There is, in other words, a right way and a wrong way to direct your kids toward achievement. Early exposure to resources is wonderful, as is setting high expectations and demonstrating persistence and resilience when it comes to life challenges. But
a parent must not use affection as a reward for success or a punishment for failure
. The parent must show faith in the child’s ability to seek achievement for his or her own inner satisfaction.
3. PACE AND PERSIST
“It’s not that I’m so smart,” Albert Einstein once said. “It’s just that I stay with problems longer.”
Einstein’s simple statement is a clarion call for all who seek greatness, for themselves or their children. In the end, persistence is
the
difference between mediocrity and enormous success.
The big question is, can it be taught? Can persistence be nurtured by parents and mentors?
Boston College’s Ellen Winner insists not.
Persistence, she argues, “must have an inborn, biological component
.” But the evidence indicates otherwise.
The brain circuits that modulate a person’s level of persistence are plastic—they
can
be altered
. “The key is intermittent reinforcement,” says Robert Cloninger, a Washington University biologist. “A person who grows up getting too frequent rewards will not have persistence, because they’ll quit when the rewards disappear.”

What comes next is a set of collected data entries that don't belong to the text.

use std::sync::Once;

/// Logger configuration.
///
/// `env_filter` follows the `env_logger` filter syntax (e.g. "info",
/// "creenv_core=trace" to see every skipped frame).
#[derive(Debug, Clone)]
pub struct LoggingConfig {
    pub env_filter: Option<String>,
    pub write_style: env_logger::WriteStyle,

    /// Millisecond timestamps make frame pacing visible in the log.
    pub millis_timestamps: bool,
}

impl Default for LoggingConfig {
    fn default() -> Self {
        Self {
            env_filter: None,
            write_style: env_logger::WriteStyle::Auto,
            millis_timestamps: true,
        }
    }
}

static INIT: Once = Once::new();

/// Initializes the global logger once. Later calls are ignored.
///
/// Filter precedence: `config.env_filter`, then `RUST_LOG`, then `info`.
pub fn init_logging(config: LoggingConfig) {
    INIT.call_once(|| {
        let mut builder = env_logger::Builder::new();

        match config.env_filter.or_else(|| std::env::var("RUST_LOG").ok()) {
            Some(filter) => {
                builder.parse_filters(&filter);
            }
            None => {
                builder.filter_level(log::LevelFilter::Info);
            }
        }

        builder.write_style(config.write_style);

        if config.millis_timestamps {
            builder.format_timestamp_millis();
        }

        // Another logger may already be installed by the embedding application.
        if builder.try_init().is_err() {
            log::warn!("a global logger was already set; creenv logging config ignored");
            return;
        }

        log::debug!("logging initialized");
    });
}
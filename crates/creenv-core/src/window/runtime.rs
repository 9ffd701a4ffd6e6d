use anyhow::{anyhow, Context, Result};

use winit::application::ApplicationHandler;
use winit::dpi::LogicalSize;
use winit::event::WindowEvent;
use winit::event_loop::{ActiveEventLoop, ControlFlow, EventLoop};
use winit::window::{Window, WindowId};

use crate::core::Sketch;
use crate::host::FrameRequester;
use crate::scheduler::{FrameScheduler, SchedulerStatus};
use crate::time::Clock;

/// Window/runtime configuration.
#[derive(Debug, Clone)]
pub struct RuntimeConfig {
    pub title: String,
    pub initial_size: LogicalSize<f64>,
}

impl Default for RuntimeConfig {
    fn default() -> Self {
        Self {
            title: "creenv".to_string(),
            initial_size: LogicalSize::new(1280.0, 720.0),
        }
    }
}

/// Entry point for the windowed runtime.
///
/// `Window::request_redraw` is the request-next-frame primitive and every
/// `RedrawRequested` event is one scheduler tick.
pub struct Runtime;

impl Runtime {
    /// Opens a window, bootstraps `scheduler` and ticks it until it stops or
    /// the window is closed. Returns the scheduler so callers can inspect the
    /// sketch afterwards.
    pub fn run<S, C>(config: RuntimeConfig, scheduler: FrameScheduler<S, C>) -> Result<FrameScheduler<S, C>>
    where
        S: Sketch + 'static,
        C: Clock + 'static,
    {
        let event_loop = EventLoop::new().context("failed to create winit EventLoop")?;
        let mut state = AppState::new(config, scheduler);

        event_loop
            .run_app(&mut state)
            .context("winit event loop terminated with error")?;

        if let Some(err) = state.failure.take() {
            return Err(err);
        }

        Ok(state.scheduler)
    }
}

/// Frame requests against a single window.
struct WindowRequester<'a>(&'a Window);

impl FrameRequester for WindowRequester<'_> {
    fn request_frame(&mut self) {
        self.0.request_redraw();
    }
}

/// Error for a bootstrap that did not start the loop.
///
/// The init error itself is consumed by `Sketch::error`, so this only points
/// at it.
fn bootstrap_failure(status: SchedulerStatus) -> Option<anyhow::Error> {
    match status {
        SchedulerStatus::Running => None,
        SchedulerStatus::Failed => Some(anyhow!(
            "sketch initialization failed (status {status:?}); cause reported through Sketch::error"
        )),
        SchedulerStatus::Idle | SchedulerStatus::Stopped => Some(anyhow!(
            "sketch did not start (status {status:?})"
        )),
    }
}

struct AppState<S, C> {
    config: RuntimeConfig,
    scheduler: FrameScheduler<S, C>,

    window: Option<Window>,
    failure: Option<anyhow::Error>,
}

impl<S, C> AppState<S, C>
where
    S: Sketch,
    C: Clock,
{
    fn new(config: RuntimeConfig, scheduler: FrameScheduler<S, C>) -> Self {
        Self {
            config,
            scheduler,
            window: None,
            failure: None,
        }
    }

    fn create_window(&mut self, event_loop: &ActiveEventLoop) -> Result<()> {
        let attrs = Window::default_attributes()
            .with_title(self.config.title.clone())
            .with_inner_size(self.config.initial_size);

        let window = event_loop
            .create_window(attrs)
            .context("failed to create window")?;

        self.window = Some(window);
        Ok(())
    }

    fn fail(&mut self, event_loop: &ActiveEventLoop, err: anyhow::Error) {
        log::error!("{err:#}");
        self.failure = Some(err);
        self.scheduler.stop();
        event_loop.exit();
    }
}

impl<S, C> ApplicationHandler for AppState<S, C>
where
    S: Sketch,
    C: Clock,
{
    fn resumed(&mut self, event_loop: &ActiveEventLoop) {
        if self.window.is_some() {
            return;
        }

        if let Err(e) = self.create_window(event_loop) {
            self.fail(event_loop, e.context("failed to create initial window"));
            return;
        }

        let Some(window) = self.window.as_ref() else {
            return;
        };

        let status = self.scheduler.bootstrap(&mut WindowRequester(window));
        if let Some(err) = bootstrap_failure(status) {
            self.failure = Some(err);
            event_loop.exit();
        }
    }

    fn about_to_wait(&mut self, event_loop: &ActiveEventLoop) {
        // Redraws are only requested by the scheduler itself.
        event_loop.set_control_flow(ControlFlow::Wait);

        if self.window.is_some() && !self.scheduler.is_running() {
            event_loop.exit();
        }
    }

    fn window_event(
        &mut self,
        event_loop: &ActiveEventLoop,
        window_id: WindowId,
        event: WindowEvent,
    ) {
        let Some(window) = self.window.as_ref() else {
            return;
        };

        if window.id() != window_id {
            return;
        }

        match event {
            WindowEvent::CloseRequested => {
                self.scheduler.stop();
                self.window = None;
                event_loop.exit();
            }

            WindowEvent::RedrawRequested => {
                self.scheduler.update(&mut WindowRequester(window));
                if !self.scheduler.is_running() {
                    event_loop.exit();
                }
            }

            _ => {}
        }
    }
}

#[cfg(test)]
mod tests {
    use super::*;

    #[test]
    fn running_bootstrap_is_not_a_failure() {
        assert!(bootstrap_failure(SchedulerStatus::Running).is_none());
    }

    #[test]
    fn failed_bootstrap_names_status_and_error_hook() {
        let msg = bootstrap_failure(SchedulerStatus::Failed).unwrap().to_string();
        assert!(msg.contains("Failed"));
        assert!(msg.contains("Sketch::error"));
    }

    #[test]
    fn stopped_before_start_is_reported() {
        let msg = bootstrap_failure(SchedulerStatus::Stopped).unwrap().to_string();
        assert!(msg.contains("Stopped"));
    }
}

This jibes well with Anders Ericsson’s finding about deliberate practice and with the ascetic philosophy of Kenyan runners: an emphasis on instant gratification makes for bad habits and no effective long-term plan. The ability to delay gratification opens up a whole new vista for anyone looking to better herself.
It also conjures up
a classic study by Stanford psychologist Walter Mischel
, who in the early 1970s offered a group of four-year-olds a choice: they could have one marshmallow immediately or wait a short while (until the researcher got back from an “errand”) for two marshmallows. The results:
One-third of the kids immediately took the single marshmallow.
One-third waited a few minutes but then gave in and settled for the single marshmallow.
One-third patiently waited fifteen minutes for two marshmallows.
At the time, it impressed Mischel and his colleagues that so many very young children had the self-discipline to wait indefinitely for a larger reward. But the real lesson came after fourteen years of Mischel’s own waiting—until his original subjects had taken the SATs and were finishing high school. Comparing the SAT scores of the original nonwaiting (instant gratification) group to the waiting (delayed gratification) group, he found the latter scored an average of 210 points higher. Those with an early capacity for self-discipline and delayed gratification had gone on to much higher academic success. The delayed-gratification kids were also rated as much better able to cope with social and personal problems.
The marshmallow study also demonstrated the ability to develop such skills. In side experiments, researchers transformed kids’ wait times by suggesting how to think of the rewards. When kids staring at real marshmallows were encouraged to imagine them as pictures of marshmallows—making them more abstract in their minds—it lengthened their ability to wait from six to eighteen minutes. (The reverse was also true—kids imagining pictures as real marshmallows had their waiting ability shortened.)